Russian President Vladimir Putin speaks during the Council of Lawmakers at the Tauride Palace, on April 27, 2022, in Saint Petersburg, Russia.
Russian President Vladimir Putin speaks during the Council of Lawmakers at the Tauride Palace, on April 27, 2022, in Saint Petersburg, Russia. Image Credit: Getty

CIA Director William Burns stated on Saturday that despite his army's failing offensive in Ukraine, Russian President Vladimir Putin is planning to redouble his efforts.

According to CBS News, Burns stated at the Financial Times Weekend Festival, "I think he's persuaded right now that doubling down will still enable him to make progress."

According to CBS News, Putin is in "a frame of mind where he doesn't believe he can afford to lose."

Burns added, that Putin has already "staked a lot" on the second phase of the Ukrainian offensive, which has seen Russia focusing its military operations on the country's south and east.

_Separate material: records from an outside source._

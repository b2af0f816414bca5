//! # fitlog
//!
//! Record store behind the fitlog dashboard: a small REST service holding
//! fitness log entries (pushups, distance run, weight lifted) plus an
//! operator CLI that talks to it.
//!
//! ## Modules
//!
//! - [`storage`]: SQLite-backed student collection
//! - [`api`]: REST API server with Axum
//! - [`client`]: HTTP client for the REST API (used by the CLI)
//! - [`config`]: TOML + environment configuration
//! - [`import`]: CSV import of entries
//! - [`logging`]: tracing subscriber setup
//!
//! The dashboard itself lives in the `fitlog-ui` crate and only talks to
//! this service over HTTP.

pub mod api;
pub mod client;
pub mod config;
pub mod import;
pub mod logging;
pub mod storage;

pub use storage::{
    FieldError, RecordStore, Status, StorageError, StorageResult, Student, StudentFields,
};

pub use api::{build_router, serve, ApiError, AppState};

pub use client::{ClientError, StudentClient};

pub use config::{ApiConfig, Config, ConfigError, LoggingConfig};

Burns estimates that Putin will double down comes amid reports of low soldier morale and the Pentagon's judgment that his forces are "behind schedule" last week.

The Donbas region is currently the focal point of Russia's invasion of Ukraine. The Russian military has failed to gain control of any significant cities after ten weeks.

Ukraine's military campaign is turning into a successful counter-offensive, according to analysts interviewed by BBC News.

"Underestimating the Ukrainians" was Putin's "biggest mistake" throughout the invasion, according to Burns.

According to CBS News, the Russian leader is now attempting to "adapt some of the lessons from the failures of the first phase."

Some Western officials believe Putin will make a major announcement on May 9 to demonstrate Russia's strength in advance of the symbolic Victory Day military parade.

According to reports, he plans to formally declare all-out war on Ukraine, which Russia has previously described as a "special military operation." Other reports suggest that Putin may order a general mobilization.

"As an intelligence community, we don't see practical evidence of Russian planning for deployment or even potential use of tactical nuclear weapons at this point," Burns told CBS News. However, he added, "we can't just ignore those possibilities."